//! PDF merging: concatenate the pages of several documents into one file.
//!
//! Every input's objects are renumbered into a disjoint id range, its pages
//! are re-parented under a single fresh page tree, and a new catalog points
//! at that tree. Attributes a page inherited from its old tree (resources,
//! media box, rotation) are copied onto the page first, since the old tree
//! is dropped.
//!
//! The output is written to a temp file next to the destination and renamed
//! into place, so a failed merge never leaves a truncated document behind.

use crate::error::InvoiceMergeError;
use lopdf::{dictionary, Dictionary, Document, Object, ObjectId};
use std::collections::BTreeMap;
use std::path::{Path, PathBuf};
use tracing::{debug, info};

/// Page attributes that may live on an ancestor `Pages` node.
const INHERITABLE: [&[u8]; 4] = [b"Resources", b"MediaBox", b"CropBox", b"Rotate"];

/// Guard against cyclic `Parent` chains in malformed files.
const MAX_TREE_DEPTH: usize = 64;

/// Merges documents into one output file.
pub trait Merger: Send + Sync {
    /// Merge `inputs` (in order) into `output`; returns the merged page count.
    fn merge(&self, inputs: &[PathBuf], output: &Path) -> Result<usize, InvoiceMergeError>;
}

/// [`Merger`] backed by lopdf.
#[derive(Debug, Default, Clone, Copy)]
pub struct LopdfMerger;

impl Merger for LopdfMerger {
    fn merge(&self, inputs: &[PathBuf], output: &Path) -> Result<usize, InvoiceMergeError> {
        let fail = |detail: String| InvoiceMergeError::MergeFailed {
            path: output.to_path_buf(),
            detail,
        };

        let documents = inputs
            .iter()
            .map(|p| Document::load(p).map_err(|e| fail(format!("{}: {}", p.display(), e))))
            .collect::<Result<Vec<_>, _>>()?;

        let mut merged = merge_documents(documents).map_err(fail)?;
        let page_count = merged.get_pages().len();

        let parent = match output.parent() {
            Some(p) if !p.as_os_str().is_empty() => p.to_path_buf(),
            _ => PathBuf::from("."),
        };
        let mut tmp = tempfile::NamedTempFile::new_in(&parent)
            .map_err(|e| fail(format!("temp file in {}: {}", parent.display(), e)))?;
        merged
            .save_to(tmp.as_file_mut())
            .map_err(|e| fail(format!("write: {e}")))?;
        tmp.persist(output)
            .map_err(|e| fail(format!("rename into place: {e}")))?;

        info!(
            "Merged {} documents ({} pages) into {}",
            inputs.len(),
            page_count,
            output.display()
        );
        Ok(page_count)
    }
}

/// Concatenate the pages of `documents`, in order, into a new document.
pub fn merge_documents(documents: Vec<Document>) -> Result<Document, String> {
    if documents.is_empty() {
        return Err("no documents to merge".to_string());
    }

    let mut max_id = 1;
    let mut pages: Vec<(ObjectId, Dictionary)> = Vec::new();
    let mut objects: BTreeMap<ObjectId, Object> = BTreeMap::new();

    for mut doc in documents {
        doc.renumber_objects_with(max_id);
        max_id = doc.max_id + 1;

        // get_pages is keyed by page number, so this walks pages in order.
        for page_id in doc.get_pages().into_values() {
            let mut page = doc
                .get_dictionary(page_id)
                .map_err(|e| format!("page {page_id:?}: {e}"))?
                .clone();
            for key in INHERITABLE {
                if !page.has(key) {
                    if let Some(value) = inherited(&doc, &page, key) {
                        page.set(key.to_vec(), value);
                    }
                }
            }
            pages.push((page_id, page));
        }
        objects.extend(doc.objects);
    }

    if pages.is_empty() {
        return Err("input documents contain no pages".to_string());
    }

    let mut document = Document::with_version("1.5");
    for (id, object) in objects {
        match type_name(&object) {
            Some(b"Catalog" | b"Pages" | b"Page" | b"Outlines" | b"Outline") => {}
            _ => {
                document.objects.insert(id, object);
            }
        }
    }
    document.max_id = max_id;

    let pages_id = document.new_object_id();
    let mut kids = Vec::with_capacity(pages.len());
    for (page_id, mut page) in pages {
        page.set("Parent", pages_id);
        document.objects.insert(page_id, Object::Dictionary(page));
        kids.push(Object::Reference(page_id));
    }
    let count = kids.len() as i64;
    document.objects.insert(
        pages_id,
        Object::Dictionary(dictionary! {
            "Type" => "Pages",
            "Kids" => kids,
            "Count" => count,
        }),
    );

    let catalog_id = document.add_object(dictionary! {
        "Type" => "Catalog",
        "Pages" => pages_id,
    });
    document.trailer.set("Root", catalog_id);
    debug!("Merged page tree has {} pages", count);

    Ok(document)
}

fn type_name(object: &Object) -> Option<&[u8]> {
    object.as_dict().ok()?.get(b"Type").ok()?.as_name().ok()
}

/// Look `key` up along the page's ancestor chain.
fn inherited(doc: &Document, page: &Dictionary, key: &[u8]) -> Option<Object> {
    let mut parent = page.get(b"Parent").and_then(Object::as_reference).ok();
    for _ in 0..MAX_TREE_DEPTH {
        let node = doc.get_dictionary(parent?).ok()?;
        if let Ok(value) = node.get(key) {
            return Some(value.clone());
        }
        parent = node.get(b"Parent").and_then(Object::as_reference).ok();
    }
    None
}

#[cfg(test)]
mod tests {
    use super::*;
    use lopdf::content::{Content, Operation};
    use lopdf::Stream;

    /// Build a PDF whose pages each draw one of `texts`.
    fn sample_pdf(texts: &[&str]) -> Vec<u8> {
        let mut doc = Document::with_version("1.5");
        let pages_id = doc.new_object_id();
        let font_id = doc.add_object(dictionary! {
            "Type" => "Font",
            "Subtype" => "Type1",
            "BaseFont" => "Courier",
        });
        let resources_id = doc.add_object(dictionary! {
            "Font" => dictionary! { "F1" => font_id },
        });

        let mut kids = Vec::new();
        for text in texts {
            let content = Content {
                operations: vec![
                    Operation::new("BT", vec![]),
                    Operation::new("Tf", vec!["F1".into(), 24.into()]),
                    Operation::new("Td", vec![72.into(), 720.into()]),
                    Operation::new("Tj", vec![Object::string_literal(*text)]),
                    Operation::new("ET", vec![]),
                ],
            };
            let content_id = doc.add_object(Stream::new(dictionary! {}, content.encode().unwrap()));
            let page_id = doc.add_object(dictionary! {
                "Type" => "Page",
                "Parent" => pages_id,
                "Contents" => content_id,
            });
            kids.push(Object::Reference(page_id));
        }

        let count = kids.len() as i64;
        doc.objects.insert(
            pages_id,
            Object::Dictionary(dictionary! {
                "Type" => "Pages",
                "Kids" => kids,
                "Count" => count,
                "Resources" => resources_id,
                "MediaBox" => vec![0.into(), 0.into(), 595.into(), 842.into()],
            }),
        );
        let catalog_id = doc.add_object(dictionary! {
            "Type" => "Catalog",
            "Pages" => pages_id,
        });
        doc.trailer.set("Root", catalog_id);

        let mut bytes = Vec::new();
        doc.save_to(&mut bytes).unwrap();
        bytes
    }

    /// Decoded content of every page, in page order.
    fn page_contents(path: &Path) -> Vec<String> {
        let doc = Document::load(path).unwrap();
        doc.get_pages()
            .into_values()
            .map(|id| String::from_utf8_lossy(&doc.get_page_content(id).unwrap()).into_owned())
            .collect()
    }

    fn write(dir: &Path, name: &str, texts: &[&str]) -> PathBuf {
        let p = dir.join(name);
        std::fs::write(&p, sample_pdf(texts)).unwrap();
        p
    }

    #[test]
    fn merges_pages_in_input_order() {
        let dir = tempfile::tempdir().unwrap();
        let a = write(dir.path(), "a.pdf", &["alpha-1", "alpha-2"]);
        let b = write(dir.path(), "b.pdf", &["bravo-1"]);
        let out = dir.path().join("merged.pdf");

        let pages = LopdfMerger.merge(&[a, b], &out).unwrap();
        assert_eq!(pages, 3);

        let contents = page_contents(&out);
        assert_eq!(contents.len(), 3);
        assert!(contents[0].contains("alpha-1"));
        assert!(contents[1].contains("alpha-2"));
        assert!(contents[2].contains("bravo-1"));
    }

    #[test]
    fn inherited_resources_are_copied_to_pages() {
        let dir = tempfile::tempdir().unwrap();
        let a = write(dir.path(), "a.pdf", &["x"]);
        let b = write(dir.path(), "b.pdf", &["y"]);
        let out = dir.path().join("merged.pdf");
        LopdfMerger.merge(&[a, b], &out).unwrap();

        let doc = Document::load(&out).unwrap();
        for id in doc.get_pages().into_values() {
            let page = doc.get_dictionary(id).unwrap();
            assert!(page.has(b"Resources"));
            assert!(page.has(b"MediaBox"));
        }
    }

    #[test]
    fn corrupt_input_fails_and_writes_nothing() {
        let dir = tempfile::tempdir().unwrap();
        let a = write(dir.path(), "a.pdf", &["x"]);
        let bad = dir.path().join("bad.pdf");
        std::fs::write(&bad, b"<html>session expired</html>").unwrap();
        let out = dir.path().join("merged.pdf");

        let err = LopdfMerger.merge(&[a, bad], &out).unwrap_err();
        assert!(matches!(err, InvoiceMergeError::MergeFailed { .. }));
        assert!(!out.exists());
    }

    #[test]
    fn empty_input_is_rejected() {
        assert!(merge_documents(Vec::new()).is_err());
    }
}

# What is being asked
In the listing above, find the line with "fn sample_pdf(texts: &[&str])" and the line with "let catalog_id = doc.add_object(dictionary!"; output exactly those lines and all lines between them.

# Written reply
    fn sample_pdf(texts: &[&str]) -> Vec<u8> {
        let mut doc = Document::with_version("1.5");
        let pages_id = doc.new_object_id();
        let font_id = doc.add_object(dictionary! {
            "Type" => "Font",
            "Subtype" => "Type1",
            "BaseFont" => "Courier",
        });
        let resources_id = doc.add_object(dictionary! {
            "Font" => dictionary! { "F1" => font_id },
        });

        let mut kids = Vec::new();
        for text in texts {
            let content = Content {
                operations: vec![
                    Operation::new("BT", vec![]),
                    Operation::new("Tf", vec!["F1".into(), 24.into()]),
                    Operation::new("Td", vec![72.into(), 720.into()]),
                    Operation::new("Tj", vec![Object::string_literal(*text)]),
                    Operation::new("ET", vec![]),
                ],
            };
            let content_id = doc.add_object(Stream::new(dictionary! {}, content.encode().unwrap()));
            let page_id = doc.add_object(dictionary! {
                "Type" => "Page",
                "Parent" => pages_id,
                "Contents" => content_id,
            });
            kids.push(Object::Reference(page_id));
        }

        let count = kids.len() as i64;
        doc.objects.insert(
            pages_id,
            Object::Dictionary(dictionary! {
                "Type" => "Pages",
                "Kids" => kids,
                "Count" => count,
                "Resources" => resources_id,
                "MediaBox" => vec![0.into(), 0.into(), 595.into(), 842.into()],
            }),
        );
        let catalog_id = doc.add_object(dictionary! {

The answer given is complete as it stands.